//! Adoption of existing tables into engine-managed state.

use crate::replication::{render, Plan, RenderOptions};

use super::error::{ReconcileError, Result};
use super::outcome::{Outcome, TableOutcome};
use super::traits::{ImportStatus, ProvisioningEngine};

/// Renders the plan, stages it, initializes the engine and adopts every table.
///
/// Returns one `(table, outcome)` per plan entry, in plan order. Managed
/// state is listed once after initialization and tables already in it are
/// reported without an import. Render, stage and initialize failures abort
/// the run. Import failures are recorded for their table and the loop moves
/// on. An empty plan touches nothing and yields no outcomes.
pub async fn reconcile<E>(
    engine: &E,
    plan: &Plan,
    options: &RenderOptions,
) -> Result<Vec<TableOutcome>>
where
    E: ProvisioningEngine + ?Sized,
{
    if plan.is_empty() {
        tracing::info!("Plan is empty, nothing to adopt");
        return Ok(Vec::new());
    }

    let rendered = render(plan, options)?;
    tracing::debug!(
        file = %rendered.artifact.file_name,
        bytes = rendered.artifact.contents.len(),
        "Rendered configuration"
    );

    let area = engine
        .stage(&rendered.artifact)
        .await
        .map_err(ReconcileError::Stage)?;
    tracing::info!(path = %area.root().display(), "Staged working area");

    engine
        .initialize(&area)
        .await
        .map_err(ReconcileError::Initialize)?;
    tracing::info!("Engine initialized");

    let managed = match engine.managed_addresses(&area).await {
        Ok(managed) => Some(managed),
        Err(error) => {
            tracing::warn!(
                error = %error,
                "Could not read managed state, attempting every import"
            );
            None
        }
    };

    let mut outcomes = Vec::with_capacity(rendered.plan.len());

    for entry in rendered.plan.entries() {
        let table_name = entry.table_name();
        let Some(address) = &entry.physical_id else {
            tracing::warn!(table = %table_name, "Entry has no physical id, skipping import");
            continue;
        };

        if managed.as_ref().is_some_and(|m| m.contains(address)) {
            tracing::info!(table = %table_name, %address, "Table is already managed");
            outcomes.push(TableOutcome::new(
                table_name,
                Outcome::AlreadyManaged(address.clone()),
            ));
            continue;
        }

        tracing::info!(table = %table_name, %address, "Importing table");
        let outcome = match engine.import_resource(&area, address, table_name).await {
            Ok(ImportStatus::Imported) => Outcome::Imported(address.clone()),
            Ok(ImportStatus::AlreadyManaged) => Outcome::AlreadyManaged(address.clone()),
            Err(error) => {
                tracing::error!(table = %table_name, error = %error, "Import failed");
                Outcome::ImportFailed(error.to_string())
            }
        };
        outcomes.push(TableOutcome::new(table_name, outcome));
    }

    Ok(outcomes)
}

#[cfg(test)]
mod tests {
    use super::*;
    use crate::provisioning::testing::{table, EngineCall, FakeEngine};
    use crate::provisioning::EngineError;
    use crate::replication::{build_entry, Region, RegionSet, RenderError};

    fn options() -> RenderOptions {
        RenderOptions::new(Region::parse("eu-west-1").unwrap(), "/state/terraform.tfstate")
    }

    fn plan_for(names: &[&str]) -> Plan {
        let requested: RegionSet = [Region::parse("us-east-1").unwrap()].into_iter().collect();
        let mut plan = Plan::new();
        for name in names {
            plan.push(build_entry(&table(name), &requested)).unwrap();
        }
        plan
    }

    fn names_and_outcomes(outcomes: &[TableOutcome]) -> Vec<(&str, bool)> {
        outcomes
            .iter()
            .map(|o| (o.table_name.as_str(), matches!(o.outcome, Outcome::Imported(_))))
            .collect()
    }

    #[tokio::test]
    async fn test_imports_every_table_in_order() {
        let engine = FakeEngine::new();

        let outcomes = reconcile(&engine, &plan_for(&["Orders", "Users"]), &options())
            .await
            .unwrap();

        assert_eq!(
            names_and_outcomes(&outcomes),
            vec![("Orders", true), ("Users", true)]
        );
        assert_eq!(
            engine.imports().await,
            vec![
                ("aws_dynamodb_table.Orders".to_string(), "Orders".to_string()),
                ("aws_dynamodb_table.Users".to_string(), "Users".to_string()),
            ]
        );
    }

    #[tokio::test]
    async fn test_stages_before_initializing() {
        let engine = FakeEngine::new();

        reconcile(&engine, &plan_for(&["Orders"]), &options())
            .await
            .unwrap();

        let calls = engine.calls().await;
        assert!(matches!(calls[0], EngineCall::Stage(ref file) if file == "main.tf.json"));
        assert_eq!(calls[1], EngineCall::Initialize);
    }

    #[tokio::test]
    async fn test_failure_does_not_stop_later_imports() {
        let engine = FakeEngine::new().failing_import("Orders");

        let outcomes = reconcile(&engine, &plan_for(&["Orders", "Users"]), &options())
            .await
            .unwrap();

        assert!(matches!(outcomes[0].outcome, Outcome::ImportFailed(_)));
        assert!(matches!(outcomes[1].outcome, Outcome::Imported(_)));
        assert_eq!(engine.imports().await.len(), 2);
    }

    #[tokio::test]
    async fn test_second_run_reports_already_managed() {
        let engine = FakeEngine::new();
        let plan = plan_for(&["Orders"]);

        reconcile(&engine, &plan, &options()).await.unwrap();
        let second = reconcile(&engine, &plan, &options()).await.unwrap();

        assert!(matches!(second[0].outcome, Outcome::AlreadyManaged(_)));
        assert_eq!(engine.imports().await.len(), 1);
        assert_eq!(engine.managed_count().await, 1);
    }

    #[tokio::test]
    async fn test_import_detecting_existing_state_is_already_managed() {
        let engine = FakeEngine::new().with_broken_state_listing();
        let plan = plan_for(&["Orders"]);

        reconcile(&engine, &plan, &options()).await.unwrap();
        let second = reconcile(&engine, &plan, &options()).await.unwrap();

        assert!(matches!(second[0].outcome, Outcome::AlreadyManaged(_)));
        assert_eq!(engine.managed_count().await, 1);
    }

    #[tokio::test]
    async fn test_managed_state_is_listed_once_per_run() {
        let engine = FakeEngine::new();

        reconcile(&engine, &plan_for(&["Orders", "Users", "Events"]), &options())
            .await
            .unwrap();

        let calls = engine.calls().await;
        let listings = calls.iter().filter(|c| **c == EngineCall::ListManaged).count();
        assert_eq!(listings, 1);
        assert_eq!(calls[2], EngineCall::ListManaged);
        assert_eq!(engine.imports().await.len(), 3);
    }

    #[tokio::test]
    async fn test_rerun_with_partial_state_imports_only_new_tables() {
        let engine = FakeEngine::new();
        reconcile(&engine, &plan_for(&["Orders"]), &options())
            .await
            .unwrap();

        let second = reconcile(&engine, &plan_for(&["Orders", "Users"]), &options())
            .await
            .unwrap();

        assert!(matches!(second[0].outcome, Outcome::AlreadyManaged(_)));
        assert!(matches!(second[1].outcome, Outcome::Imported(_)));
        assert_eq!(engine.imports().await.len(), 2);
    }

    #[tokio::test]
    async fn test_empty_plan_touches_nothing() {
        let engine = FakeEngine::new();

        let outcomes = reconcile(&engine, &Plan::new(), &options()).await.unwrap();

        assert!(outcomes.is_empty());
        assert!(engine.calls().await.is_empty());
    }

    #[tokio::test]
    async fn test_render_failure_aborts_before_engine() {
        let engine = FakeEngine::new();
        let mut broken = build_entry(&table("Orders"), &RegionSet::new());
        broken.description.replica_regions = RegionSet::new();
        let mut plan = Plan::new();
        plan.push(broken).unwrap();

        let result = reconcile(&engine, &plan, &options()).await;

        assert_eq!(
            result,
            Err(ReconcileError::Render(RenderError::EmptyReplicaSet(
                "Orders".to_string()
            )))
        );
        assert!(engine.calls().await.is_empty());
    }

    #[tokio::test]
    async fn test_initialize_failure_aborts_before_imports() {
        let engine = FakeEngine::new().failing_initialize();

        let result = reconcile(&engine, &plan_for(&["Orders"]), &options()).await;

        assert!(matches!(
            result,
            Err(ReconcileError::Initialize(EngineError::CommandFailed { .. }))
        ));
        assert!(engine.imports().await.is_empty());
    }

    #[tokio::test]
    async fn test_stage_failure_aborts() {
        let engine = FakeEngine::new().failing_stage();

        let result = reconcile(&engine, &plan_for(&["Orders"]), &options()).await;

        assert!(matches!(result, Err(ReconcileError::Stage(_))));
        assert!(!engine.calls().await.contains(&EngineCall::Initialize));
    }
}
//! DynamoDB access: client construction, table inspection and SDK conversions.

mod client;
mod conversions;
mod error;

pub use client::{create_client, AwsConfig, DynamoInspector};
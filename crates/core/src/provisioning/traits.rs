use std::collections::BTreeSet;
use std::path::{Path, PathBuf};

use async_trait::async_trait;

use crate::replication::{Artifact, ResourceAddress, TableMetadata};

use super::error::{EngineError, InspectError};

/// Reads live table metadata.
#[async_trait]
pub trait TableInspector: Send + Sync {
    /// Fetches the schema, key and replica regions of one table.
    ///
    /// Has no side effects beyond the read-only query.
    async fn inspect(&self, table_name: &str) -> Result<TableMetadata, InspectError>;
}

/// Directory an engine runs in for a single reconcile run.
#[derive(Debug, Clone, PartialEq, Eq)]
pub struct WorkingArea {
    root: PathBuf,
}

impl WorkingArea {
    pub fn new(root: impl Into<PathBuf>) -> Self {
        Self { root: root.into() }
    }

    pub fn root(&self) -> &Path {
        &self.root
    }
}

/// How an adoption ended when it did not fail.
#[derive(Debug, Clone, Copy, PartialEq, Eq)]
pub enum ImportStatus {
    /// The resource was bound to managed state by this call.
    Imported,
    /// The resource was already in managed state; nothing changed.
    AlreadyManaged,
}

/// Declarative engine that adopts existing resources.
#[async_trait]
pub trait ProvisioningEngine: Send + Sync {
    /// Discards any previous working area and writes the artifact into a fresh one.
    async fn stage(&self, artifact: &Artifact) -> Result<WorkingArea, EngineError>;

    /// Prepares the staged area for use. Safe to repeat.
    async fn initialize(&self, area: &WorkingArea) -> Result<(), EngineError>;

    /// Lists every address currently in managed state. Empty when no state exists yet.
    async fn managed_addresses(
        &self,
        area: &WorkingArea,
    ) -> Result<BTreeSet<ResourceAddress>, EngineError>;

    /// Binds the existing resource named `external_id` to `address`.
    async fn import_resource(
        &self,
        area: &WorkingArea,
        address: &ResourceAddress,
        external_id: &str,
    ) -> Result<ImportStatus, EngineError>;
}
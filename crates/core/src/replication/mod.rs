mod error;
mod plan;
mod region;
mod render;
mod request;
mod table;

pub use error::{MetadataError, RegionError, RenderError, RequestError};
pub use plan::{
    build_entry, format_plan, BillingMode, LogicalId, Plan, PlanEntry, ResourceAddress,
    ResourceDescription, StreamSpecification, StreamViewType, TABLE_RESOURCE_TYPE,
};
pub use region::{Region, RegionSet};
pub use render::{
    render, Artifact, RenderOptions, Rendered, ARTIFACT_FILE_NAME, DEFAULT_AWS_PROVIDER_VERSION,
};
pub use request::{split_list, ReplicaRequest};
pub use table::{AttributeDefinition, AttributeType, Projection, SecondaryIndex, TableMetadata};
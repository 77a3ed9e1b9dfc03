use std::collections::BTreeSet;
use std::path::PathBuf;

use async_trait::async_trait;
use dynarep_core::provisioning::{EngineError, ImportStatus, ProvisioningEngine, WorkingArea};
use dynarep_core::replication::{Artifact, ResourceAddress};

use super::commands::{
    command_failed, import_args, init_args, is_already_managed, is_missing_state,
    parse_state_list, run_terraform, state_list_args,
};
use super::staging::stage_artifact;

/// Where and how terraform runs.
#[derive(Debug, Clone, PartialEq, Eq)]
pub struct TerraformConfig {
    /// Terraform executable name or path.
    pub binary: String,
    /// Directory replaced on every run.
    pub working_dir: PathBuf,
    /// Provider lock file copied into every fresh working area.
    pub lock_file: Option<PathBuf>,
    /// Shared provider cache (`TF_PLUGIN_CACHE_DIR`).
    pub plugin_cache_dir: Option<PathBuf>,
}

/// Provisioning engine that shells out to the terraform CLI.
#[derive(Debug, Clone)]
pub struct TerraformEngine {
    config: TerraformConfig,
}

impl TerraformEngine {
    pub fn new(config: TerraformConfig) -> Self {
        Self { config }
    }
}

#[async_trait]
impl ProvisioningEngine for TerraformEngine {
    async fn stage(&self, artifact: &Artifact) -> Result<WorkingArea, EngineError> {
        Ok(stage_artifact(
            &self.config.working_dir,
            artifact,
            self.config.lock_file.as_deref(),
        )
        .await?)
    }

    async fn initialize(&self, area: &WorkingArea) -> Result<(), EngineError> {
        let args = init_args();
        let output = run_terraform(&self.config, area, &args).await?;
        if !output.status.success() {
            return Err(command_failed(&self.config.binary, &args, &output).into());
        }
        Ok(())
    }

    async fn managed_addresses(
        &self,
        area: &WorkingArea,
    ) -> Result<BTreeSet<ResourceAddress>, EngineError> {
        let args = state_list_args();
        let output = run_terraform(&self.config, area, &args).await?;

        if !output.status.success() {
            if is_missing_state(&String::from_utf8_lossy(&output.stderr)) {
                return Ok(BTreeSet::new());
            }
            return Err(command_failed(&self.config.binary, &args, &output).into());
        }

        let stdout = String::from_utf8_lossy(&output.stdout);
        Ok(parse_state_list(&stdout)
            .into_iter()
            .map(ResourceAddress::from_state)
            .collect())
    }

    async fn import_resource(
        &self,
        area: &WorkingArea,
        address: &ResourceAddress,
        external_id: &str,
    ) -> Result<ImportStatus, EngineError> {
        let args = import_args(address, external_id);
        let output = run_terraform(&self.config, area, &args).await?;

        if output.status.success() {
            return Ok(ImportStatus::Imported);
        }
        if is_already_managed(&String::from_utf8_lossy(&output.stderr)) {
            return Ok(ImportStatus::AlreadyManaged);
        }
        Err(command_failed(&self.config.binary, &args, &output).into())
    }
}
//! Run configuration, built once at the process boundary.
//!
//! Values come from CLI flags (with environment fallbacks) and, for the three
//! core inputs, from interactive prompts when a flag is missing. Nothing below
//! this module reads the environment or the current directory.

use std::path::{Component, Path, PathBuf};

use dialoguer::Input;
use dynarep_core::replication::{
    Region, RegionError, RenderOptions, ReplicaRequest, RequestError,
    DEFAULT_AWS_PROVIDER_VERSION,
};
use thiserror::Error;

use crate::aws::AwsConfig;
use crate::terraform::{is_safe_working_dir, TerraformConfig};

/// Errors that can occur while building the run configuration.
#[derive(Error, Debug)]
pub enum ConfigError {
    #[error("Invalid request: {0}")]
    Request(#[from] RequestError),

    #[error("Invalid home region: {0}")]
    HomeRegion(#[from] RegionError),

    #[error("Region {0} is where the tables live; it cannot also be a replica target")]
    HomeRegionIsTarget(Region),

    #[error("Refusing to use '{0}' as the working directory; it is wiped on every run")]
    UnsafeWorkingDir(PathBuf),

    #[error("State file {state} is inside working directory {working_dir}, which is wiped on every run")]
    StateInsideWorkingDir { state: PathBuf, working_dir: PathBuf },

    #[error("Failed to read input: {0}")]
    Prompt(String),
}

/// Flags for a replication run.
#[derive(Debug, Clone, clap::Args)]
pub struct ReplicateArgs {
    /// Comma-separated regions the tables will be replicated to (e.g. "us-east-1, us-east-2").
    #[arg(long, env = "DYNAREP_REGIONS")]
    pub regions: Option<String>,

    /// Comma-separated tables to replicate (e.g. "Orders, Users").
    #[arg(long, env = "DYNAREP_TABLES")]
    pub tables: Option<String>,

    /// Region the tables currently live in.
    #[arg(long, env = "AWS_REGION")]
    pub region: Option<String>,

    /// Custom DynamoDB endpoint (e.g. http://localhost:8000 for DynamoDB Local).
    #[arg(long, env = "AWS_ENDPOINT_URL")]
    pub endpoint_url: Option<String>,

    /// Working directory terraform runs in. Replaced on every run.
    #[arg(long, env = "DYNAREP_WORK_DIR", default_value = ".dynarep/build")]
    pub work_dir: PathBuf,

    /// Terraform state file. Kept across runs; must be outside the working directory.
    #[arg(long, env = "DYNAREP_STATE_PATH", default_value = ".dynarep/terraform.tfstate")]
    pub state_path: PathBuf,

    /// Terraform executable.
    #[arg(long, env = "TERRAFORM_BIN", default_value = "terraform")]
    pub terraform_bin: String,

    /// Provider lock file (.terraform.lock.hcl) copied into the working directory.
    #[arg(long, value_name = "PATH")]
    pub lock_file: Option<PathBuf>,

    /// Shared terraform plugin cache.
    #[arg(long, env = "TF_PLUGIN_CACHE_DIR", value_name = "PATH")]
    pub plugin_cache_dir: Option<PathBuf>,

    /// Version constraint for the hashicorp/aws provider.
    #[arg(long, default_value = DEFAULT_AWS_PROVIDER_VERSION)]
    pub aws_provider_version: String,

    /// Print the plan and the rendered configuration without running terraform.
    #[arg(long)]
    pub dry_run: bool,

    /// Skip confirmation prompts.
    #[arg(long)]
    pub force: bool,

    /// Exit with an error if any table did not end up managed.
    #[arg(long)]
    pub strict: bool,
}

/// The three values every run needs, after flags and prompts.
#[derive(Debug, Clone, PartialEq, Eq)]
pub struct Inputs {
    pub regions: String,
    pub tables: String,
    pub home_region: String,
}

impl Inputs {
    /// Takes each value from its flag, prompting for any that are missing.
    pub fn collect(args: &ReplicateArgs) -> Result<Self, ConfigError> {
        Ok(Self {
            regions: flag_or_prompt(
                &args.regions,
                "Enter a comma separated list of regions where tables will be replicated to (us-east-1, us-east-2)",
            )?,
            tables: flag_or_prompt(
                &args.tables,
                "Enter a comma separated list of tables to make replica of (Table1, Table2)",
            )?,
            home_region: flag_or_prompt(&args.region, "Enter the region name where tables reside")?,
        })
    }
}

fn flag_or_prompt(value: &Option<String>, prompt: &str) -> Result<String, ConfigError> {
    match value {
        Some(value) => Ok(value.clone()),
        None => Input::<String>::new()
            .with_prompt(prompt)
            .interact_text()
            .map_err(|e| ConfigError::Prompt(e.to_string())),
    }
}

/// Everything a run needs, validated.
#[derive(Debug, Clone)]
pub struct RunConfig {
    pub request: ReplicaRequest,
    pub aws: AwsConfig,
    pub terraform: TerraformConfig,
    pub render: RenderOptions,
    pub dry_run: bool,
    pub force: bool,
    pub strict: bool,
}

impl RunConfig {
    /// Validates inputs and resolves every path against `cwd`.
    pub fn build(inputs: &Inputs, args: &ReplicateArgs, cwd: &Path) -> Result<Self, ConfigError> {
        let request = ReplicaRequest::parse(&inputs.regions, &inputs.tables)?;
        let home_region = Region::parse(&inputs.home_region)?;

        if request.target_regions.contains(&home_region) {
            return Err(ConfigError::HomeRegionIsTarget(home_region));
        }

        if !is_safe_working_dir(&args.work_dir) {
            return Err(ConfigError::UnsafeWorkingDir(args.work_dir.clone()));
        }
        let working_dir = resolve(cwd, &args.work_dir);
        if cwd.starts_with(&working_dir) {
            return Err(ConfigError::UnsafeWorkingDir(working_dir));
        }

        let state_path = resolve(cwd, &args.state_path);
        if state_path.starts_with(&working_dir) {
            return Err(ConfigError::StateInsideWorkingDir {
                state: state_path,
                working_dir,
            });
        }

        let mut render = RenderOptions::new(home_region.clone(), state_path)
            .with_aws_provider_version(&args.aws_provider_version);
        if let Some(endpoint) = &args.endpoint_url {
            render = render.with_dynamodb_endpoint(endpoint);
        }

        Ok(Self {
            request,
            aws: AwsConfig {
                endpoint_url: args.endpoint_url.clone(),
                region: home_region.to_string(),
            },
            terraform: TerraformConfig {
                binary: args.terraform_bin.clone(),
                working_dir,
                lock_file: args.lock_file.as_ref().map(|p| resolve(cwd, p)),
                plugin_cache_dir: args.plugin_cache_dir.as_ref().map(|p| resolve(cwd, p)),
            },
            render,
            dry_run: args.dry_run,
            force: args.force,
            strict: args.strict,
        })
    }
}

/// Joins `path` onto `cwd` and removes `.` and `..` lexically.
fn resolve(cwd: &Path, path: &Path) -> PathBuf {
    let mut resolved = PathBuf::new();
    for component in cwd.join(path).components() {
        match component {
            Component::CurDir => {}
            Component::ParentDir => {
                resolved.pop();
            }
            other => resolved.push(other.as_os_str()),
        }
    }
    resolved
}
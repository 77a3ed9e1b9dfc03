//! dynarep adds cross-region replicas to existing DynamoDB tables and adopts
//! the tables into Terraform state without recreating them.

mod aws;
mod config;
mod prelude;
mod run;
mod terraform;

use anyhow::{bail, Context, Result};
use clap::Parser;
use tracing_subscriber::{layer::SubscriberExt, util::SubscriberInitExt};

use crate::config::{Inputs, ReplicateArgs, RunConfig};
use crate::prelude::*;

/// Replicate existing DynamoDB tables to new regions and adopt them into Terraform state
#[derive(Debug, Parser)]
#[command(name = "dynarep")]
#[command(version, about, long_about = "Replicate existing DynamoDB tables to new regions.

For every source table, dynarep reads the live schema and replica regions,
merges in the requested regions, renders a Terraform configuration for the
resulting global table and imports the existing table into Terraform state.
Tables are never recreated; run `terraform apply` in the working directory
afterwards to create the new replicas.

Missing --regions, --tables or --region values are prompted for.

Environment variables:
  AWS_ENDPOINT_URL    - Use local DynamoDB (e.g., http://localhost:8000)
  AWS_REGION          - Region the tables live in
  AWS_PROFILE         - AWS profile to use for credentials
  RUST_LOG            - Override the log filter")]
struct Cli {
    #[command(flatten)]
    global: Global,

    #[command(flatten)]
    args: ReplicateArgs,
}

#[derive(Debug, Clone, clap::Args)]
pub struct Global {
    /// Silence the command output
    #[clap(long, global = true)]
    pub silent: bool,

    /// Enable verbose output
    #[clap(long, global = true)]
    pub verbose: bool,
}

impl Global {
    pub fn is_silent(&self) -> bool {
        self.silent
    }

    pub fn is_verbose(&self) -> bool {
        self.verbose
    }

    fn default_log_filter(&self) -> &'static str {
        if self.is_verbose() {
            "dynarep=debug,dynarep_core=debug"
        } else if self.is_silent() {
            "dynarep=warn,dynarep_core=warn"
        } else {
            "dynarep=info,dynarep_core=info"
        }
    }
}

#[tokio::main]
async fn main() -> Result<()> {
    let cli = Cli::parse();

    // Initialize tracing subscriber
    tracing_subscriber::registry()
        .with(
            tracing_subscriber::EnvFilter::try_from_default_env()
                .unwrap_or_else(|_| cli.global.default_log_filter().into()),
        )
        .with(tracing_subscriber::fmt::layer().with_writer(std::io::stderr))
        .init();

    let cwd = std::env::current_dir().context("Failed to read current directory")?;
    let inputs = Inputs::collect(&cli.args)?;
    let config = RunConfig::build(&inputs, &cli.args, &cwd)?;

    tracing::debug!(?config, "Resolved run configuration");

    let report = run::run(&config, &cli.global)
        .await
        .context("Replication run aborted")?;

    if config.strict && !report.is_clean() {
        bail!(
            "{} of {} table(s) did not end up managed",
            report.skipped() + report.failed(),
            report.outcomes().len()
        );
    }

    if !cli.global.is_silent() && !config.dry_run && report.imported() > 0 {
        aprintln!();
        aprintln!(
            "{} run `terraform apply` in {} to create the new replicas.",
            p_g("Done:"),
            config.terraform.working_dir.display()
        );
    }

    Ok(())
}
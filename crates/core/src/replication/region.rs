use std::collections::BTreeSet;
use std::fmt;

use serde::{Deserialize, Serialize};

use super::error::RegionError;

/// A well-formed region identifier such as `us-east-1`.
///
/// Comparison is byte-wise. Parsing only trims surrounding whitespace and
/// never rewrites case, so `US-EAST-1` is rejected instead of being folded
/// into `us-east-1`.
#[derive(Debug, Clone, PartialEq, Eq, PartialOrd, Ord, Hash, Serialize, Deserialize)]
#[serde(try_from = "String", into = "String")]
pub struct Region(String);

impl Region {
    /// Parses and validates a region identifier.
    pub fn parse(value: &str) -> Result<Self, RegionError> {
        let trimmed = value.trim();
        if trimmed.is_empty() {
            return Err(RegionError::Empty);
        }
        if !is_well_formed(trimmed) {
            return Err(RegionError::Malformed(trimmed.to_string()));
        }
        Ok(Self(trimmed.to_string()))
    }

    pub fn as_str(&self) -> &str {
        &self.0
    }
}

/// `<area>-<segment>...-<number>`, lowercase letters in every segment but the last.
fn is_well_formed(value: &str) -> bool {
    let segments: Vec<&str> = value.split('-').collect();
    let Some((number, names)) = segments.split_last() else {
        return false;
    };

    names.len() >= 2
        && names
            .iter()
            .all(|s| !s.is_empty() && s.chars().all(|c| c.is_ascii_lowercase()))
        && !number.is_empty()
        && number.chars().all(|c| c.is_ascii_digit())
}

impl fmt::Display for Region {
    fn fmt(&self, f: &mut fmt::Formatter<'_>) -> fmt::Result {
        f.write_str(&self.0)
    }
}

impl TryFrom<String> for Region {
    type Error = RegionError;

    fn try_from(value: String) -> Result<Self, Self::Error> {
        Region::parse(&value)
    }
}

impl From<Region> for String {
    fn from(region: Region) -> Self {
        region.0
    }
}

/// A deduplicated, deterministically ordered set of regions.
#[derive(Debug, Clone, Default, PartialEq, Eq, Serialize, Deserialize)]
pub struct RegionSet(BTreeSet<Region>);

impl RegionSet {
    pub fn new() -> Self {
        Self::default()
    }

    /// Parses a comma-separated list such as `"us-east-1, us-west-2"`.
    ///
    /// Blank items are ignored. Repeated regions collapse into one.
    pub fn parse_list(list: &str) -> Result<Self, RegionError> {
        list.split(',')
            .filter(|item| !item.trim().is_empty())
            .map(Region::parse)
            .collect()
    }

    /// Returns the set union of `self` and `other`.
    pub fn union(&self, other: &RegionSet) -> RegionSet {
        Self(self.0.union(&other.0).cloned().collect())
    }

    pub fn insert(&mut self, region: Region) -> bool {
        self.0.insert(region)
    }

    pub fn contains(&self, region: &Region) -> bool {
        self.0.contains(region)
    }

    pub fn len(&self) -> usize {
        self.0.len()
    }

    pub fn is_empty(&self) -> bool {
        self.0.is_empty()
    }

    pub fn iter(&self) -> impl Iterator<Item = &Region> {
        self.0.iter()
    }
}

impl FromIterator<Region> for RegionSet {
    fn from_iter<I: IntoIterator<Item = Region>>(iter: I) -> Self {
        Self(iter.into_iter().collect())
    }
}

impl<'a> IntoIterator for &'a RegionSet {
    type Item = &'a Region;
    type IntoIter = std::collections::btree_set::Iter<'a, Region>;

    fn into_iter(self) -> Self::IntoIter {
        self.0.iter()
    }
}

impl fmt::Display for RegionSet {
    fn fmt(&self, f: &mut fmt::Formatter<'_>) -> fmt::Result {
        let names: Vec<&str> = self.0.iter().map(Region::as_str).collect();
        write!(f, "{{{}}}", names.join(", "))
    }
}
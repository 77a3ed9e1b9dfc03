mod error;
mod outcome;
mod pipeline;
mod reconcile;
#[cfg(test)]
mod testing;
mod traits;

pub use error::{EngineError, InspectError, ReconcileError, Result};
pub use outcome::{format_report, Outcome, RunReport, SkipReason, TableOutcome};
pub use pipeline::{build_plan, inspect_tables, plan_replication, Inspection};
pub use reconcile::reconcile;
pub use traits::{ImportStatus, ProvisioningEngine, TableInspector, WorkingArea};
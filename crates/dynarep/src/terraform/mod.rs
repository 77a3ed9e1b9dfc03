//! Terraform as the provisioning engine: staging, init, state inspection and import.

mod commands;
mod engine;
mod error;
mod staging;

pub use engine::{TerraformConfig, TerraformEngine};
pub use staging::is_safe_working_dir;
################
# [What the exercise asks]
Report how many lines of the entries hold the string "such". Provide the number alone.

# [Response]
2